Part B will run a $1.239 trillion deficit paid by the general fund over the same period (and we would do well to recall that Part B's subsidy has itself grown to 75 percent from its original 50 percent). Altogether, 33 percent of Medicare's net total spending will come from general fund revenues this year and will grow to 41 percent by 2011 according to CBO.

The "shift in the financing pattern" that The Post claimed is in reality toward a greater payment by the general taxpayer.

Finally, the spending liberal-in-fiscal-conservative-clothing argument contends that the Bush tax cut will leave the country unable to pay for future Medicare costs. This is true neither in the near-term nor the longer one. Mr. Bush's tax cut costs $1.6 trillion, this is just half of the $3.1 trillion non-Social Security surplus CBO projects for 2002-2011. As for the long-term, how future Medicare shortfalls would be paid by current surpluses is not explained. The key to solving these future shortfalls will be both reform and a strong economy not denying a tax cut which will only endanger the latter.

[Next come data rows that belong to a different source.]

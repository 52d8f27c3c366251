//! Reconnecting a spanning tree after one of its edges is removed.
//!
//! Removing a tree edge splits the tree into two components. By the cut property, the cheapest
//! edge of the original graph crossing those two components restores a spanning tree, and that
//! tree is minimal among those obtained by adding one crossing edge to the reduced forest.
//!
//! The search knows nothing about which edge was removed, so it may select the removed edge
//! again when that edge is still the cheapest crossing edge.
use crate::components::{find_components, Components};
use crate::graph::{Edge, EdgeKey};
use crate::mst::SpanningTree;

use std::collections::HashSet;

/// Observer for the replacement search. The default implementation ignores every event.
pub trait ReplacementTrace {
    fn on_event(&self, _event: ReplacementEvent) {}
}

/// The trace used when none is given.
pub struct NoopTrace;

impl ReplacementTrace for NoopTrace {}

static NOOP_TRACE: NoopTrace = NoopTrace;

/// Progress of [`find_replacement_edge_traced`]. Edge indices refer to the full edge list.
#[derive(Debug, Clone, Copy, PartialEq, Eq)]
pub enum ReplacementEvent {
    /// The components do not form exactly two pieces; nothing is searched.
    NotApplicable { components: usize },
    SkippedTreeEdge { index: usize },
    Candidate { index: usize },
    NewBest { index: usize },
}

/// The outcome of removing one tree edge and reconnecting the tree.
#[derive(Debug, Clone, PartialEq, Eq)]
pub struct Replacement<W> {
    pub removed: Edge<W>,
    pub added: Edge<W>,
    /// Components of the tree with `removed` taken out.
    pub components: Components,
    /// The reduced tree with `added` appended.
    pub tree: SpanningTree<W>,
}

/// The minimum-weight edge of `all_edges` that is not in `remaining` and joins the two
/// `components`. Equal weights resolve to the edge listed first.
///
/// Returns `None` when `components` does not have exactly two components, or when no edge
/// crosses them.
pub fn find_replacement_edge<W: Copy + Ord>(
    all_edges: &[Edge<W>],
    remaining: &[Edge<W>],
    components: &Components,
) -> Option<Edge<W>> {
    find_replacement_edge_traced(all_edges, remaining, components, None)
}

/// [`find_replacement_edge`], reporting each step to `trace`.
pub fn find_replacement_edge_traced<W: Copy + Ord>(
    all_edges: &[Edge<W>],
    remaining: &[Edge<W>],
    components: &Components,
    trace: Option<&dyn ReplacementTrace>,
) -> Option<Edge<W>> {
    let trace = trace.unwrap_or(&NOOP_TRACE);

    if components.len() != 2 {
        trace.on_event(ReplacementEvent::NotApplicable {
            components: components.len(),
        });
        return None;
    }

    let used: HashSet<EdgeKey> = remaining.iter().map(Edge::key).collect();

    let mut best: Option<Edge<W>> = None;
    for (index, edge) in all_edges.iter().enumerate() {
        if used.contains(&edge.key()) {
            trace.on_event(ReplacementEvent::SkippedTreeEdge { index });
            continue;
        }
        if !components.is_crossing(edge) {
            continue;
        }

        trace.on_event(ReplacementEvent::Candidate { index });
        if best.map_or(true, |b| edge.weight < b.weight) {
            trace.on_event(ReplacementEvent::NewBest { index });
            best = Some(*edge);
        }
    }
    best
}

/// Remove edge `index` from `tree`, then reconnect the two halves with the cheapest crossing
/// edge of `all_edges`.
///
/// Returns `None` if `index` is out of range or no replacement applies.
///
/// # Panics
///
/// When an edge endpoint is `>= vertex_count`.
pub fn replace_tree_edge<W: Copy + Ord>(
    vertex_count: usize,
    all_edges: &[Edge<W>],
    tree: &SpanningTree<W>,
    index: usize,
    trace: Option<&dyn ReplacementTrace>,
) -> Option<Replacement<W>> {
    let (removed, reduced) = tree.without(index)?;
    let components = find_components(vertex_count, reduced.edges());
    let added = find_replacement_edge_traced(all_edges, reduced.edges(), &components, trace)?;

    Some(Replacement {
        removed,
        added,
        components,
        tree: reduced.with(added),
    })
}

Liberals are quietly seeking to create a form of budgetary double indemnity. They seek to hide the already burgeoning general taxpayer subsidy of Medicare and at the same time deny the general taxpayers, who are picking up an ever increasing share of Medicare's costs, a tax cut they have earned. And to add insult to injury, the liberals are now seeking to lay claim to the surplus for massive new spending.

J.T. Young is the former deputy chief of staff for the Finance Committee in the U.S. Senate.